Task to complete: Go through the listing beneath and show each line containing the string "match".

Records for the task:
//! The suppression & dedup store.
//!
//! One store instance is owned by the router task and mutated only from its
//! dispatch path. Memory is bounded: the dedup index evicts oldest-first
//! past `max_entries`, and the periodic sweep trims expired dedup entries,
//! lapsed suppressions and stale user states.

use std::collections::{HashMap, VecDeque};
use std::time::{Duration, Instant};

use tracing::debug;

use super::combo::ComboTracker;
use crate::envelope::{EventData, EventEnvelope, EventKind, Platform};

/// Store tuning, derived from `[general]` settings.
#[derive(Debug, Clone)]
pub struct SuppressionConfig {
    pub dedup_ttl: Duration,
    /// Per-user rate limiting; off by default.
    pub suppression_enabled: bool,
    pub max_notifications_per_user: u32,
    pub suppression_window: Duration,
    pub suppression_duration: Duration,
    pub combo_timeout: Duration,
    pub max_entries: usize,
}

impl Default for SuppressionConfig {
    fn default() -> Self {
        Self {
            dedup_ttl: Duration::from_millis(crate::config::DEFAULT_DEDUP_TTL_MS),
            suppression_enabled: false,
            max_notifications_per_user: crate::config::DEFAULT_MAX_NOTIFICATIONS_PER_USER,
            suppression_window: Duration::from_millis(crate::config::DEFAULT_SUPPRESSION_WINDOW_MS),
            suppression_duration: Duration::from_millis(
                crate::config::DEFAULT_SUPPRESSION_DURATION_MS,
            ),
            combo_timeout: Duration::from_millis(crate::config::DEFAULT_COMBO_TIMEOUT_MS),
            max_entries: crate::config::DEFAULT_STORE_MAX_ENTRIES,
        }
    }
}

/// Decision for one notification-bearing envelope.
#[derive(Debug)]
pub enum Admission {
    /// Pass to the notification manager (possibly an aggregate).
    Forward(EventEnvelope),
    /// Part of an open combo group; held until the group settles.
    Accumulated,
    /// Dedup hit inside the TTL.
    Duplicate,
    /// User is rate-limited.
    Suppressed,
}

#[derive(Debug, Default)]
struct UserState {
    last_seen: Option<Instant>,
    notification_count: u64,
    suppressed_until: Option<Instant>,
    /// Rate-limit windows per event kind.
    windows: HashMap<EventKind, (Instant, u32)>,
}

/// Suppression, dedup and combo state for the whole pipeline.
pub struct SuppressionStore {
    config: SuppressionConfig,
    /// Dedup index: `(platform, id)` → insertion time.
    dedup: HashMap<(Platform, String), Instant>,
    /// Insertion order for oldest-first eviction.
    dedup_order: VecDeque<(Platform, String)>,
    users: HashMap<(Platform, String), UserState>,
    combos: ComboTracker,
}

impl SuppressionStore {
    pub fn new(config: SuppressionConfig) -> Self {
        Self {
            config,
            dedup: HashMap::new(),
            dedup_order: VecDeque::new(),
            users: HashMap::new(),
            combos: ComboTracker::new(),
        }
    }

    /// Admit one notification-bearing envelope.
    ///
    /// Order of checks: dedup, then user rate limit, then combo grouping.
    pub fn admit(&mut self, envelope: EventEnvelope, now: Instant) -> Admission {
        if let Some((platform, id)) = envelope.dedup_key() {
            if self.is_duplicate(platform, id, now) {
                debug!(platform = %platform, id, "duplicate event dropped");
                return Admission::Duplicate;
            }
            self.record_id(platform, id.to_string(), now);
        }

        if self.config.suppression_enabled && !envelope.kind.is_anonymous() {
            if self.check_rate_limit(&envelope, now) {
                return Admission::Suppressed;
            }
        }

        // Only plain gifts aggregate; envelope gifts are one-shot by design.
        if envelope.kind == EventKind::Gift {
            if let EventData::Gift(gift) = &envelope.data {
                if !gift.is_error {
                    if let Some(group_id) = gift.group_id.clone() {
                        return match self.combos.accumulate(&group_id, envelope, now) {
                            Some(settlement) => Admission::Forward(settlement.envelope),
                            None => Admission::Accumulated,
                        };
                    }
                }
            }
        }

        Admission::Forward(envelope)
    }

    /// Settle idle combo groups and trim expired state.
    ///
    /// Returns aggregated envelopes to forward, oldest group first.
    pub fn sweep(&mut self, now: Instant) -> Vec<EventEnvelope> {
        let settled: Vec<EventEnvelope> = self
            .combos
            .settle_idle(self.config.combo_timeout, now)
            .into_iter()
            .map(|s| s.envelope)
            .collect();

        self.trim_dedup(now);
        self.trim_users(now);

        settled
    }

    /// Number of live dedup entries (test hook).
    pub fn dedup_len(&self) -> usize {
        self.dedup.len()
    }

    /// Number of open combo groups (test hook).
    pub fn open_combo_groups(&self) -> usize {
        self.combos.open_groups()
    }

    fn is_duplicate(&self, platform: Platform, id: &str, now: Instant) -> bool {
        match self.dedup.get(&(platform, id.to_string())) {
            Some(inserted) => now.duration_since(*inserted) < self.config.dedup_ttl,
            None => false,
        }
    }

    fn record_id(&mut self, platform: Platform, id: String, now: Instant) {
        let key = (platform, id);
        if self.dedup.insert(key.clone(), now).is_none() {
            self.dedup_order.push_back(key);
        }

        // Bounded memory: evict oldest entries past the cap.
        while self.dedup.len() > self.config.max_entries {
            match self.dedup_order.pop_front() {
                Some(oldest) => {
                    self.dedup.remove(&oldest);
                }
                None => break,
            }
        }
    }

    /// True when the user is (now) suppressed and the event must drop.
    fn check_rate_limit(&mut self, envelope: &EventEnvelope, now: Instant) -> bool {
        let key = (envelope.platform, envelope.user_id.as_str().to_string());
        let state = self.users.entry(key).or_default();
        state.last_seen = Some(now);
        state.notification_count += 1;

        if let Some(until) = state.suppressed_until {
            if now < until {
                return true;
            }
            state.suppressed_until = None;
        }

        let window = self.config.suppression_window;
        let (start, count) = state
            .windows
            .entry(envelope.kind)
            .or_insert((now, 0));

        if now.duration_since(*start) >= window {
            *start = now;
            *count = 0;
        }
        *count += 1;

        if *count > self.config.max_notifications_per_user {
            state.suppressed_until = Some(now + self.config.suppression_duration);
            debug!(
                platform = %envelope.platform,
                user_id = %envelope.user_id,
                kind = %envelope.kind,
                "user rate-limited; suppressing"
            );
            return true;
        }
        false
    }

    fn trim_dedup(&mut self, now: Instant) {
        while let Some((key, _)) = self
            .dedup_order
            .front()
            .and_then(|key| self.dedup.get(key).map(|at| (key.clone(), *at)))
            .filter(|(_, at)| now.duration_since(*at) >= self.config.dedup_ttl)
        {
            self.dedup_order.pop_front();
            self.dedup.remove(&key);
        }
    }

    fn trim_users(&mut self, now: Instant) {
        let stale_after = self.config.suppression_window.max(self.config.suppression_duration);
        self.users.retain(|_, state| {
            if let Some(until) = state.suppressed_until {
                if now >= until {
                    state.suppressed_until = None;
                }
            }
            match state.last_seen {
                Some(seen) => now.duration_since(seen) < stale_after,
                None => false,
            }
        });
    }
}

Task answer:
                        return match self.combos.accumulate(&group_id, envelope, now) {
        match self.dedup.get(&(platform, id.to_string())) {
            match self.dedup_order.pop_front() {
            match state.last_seen {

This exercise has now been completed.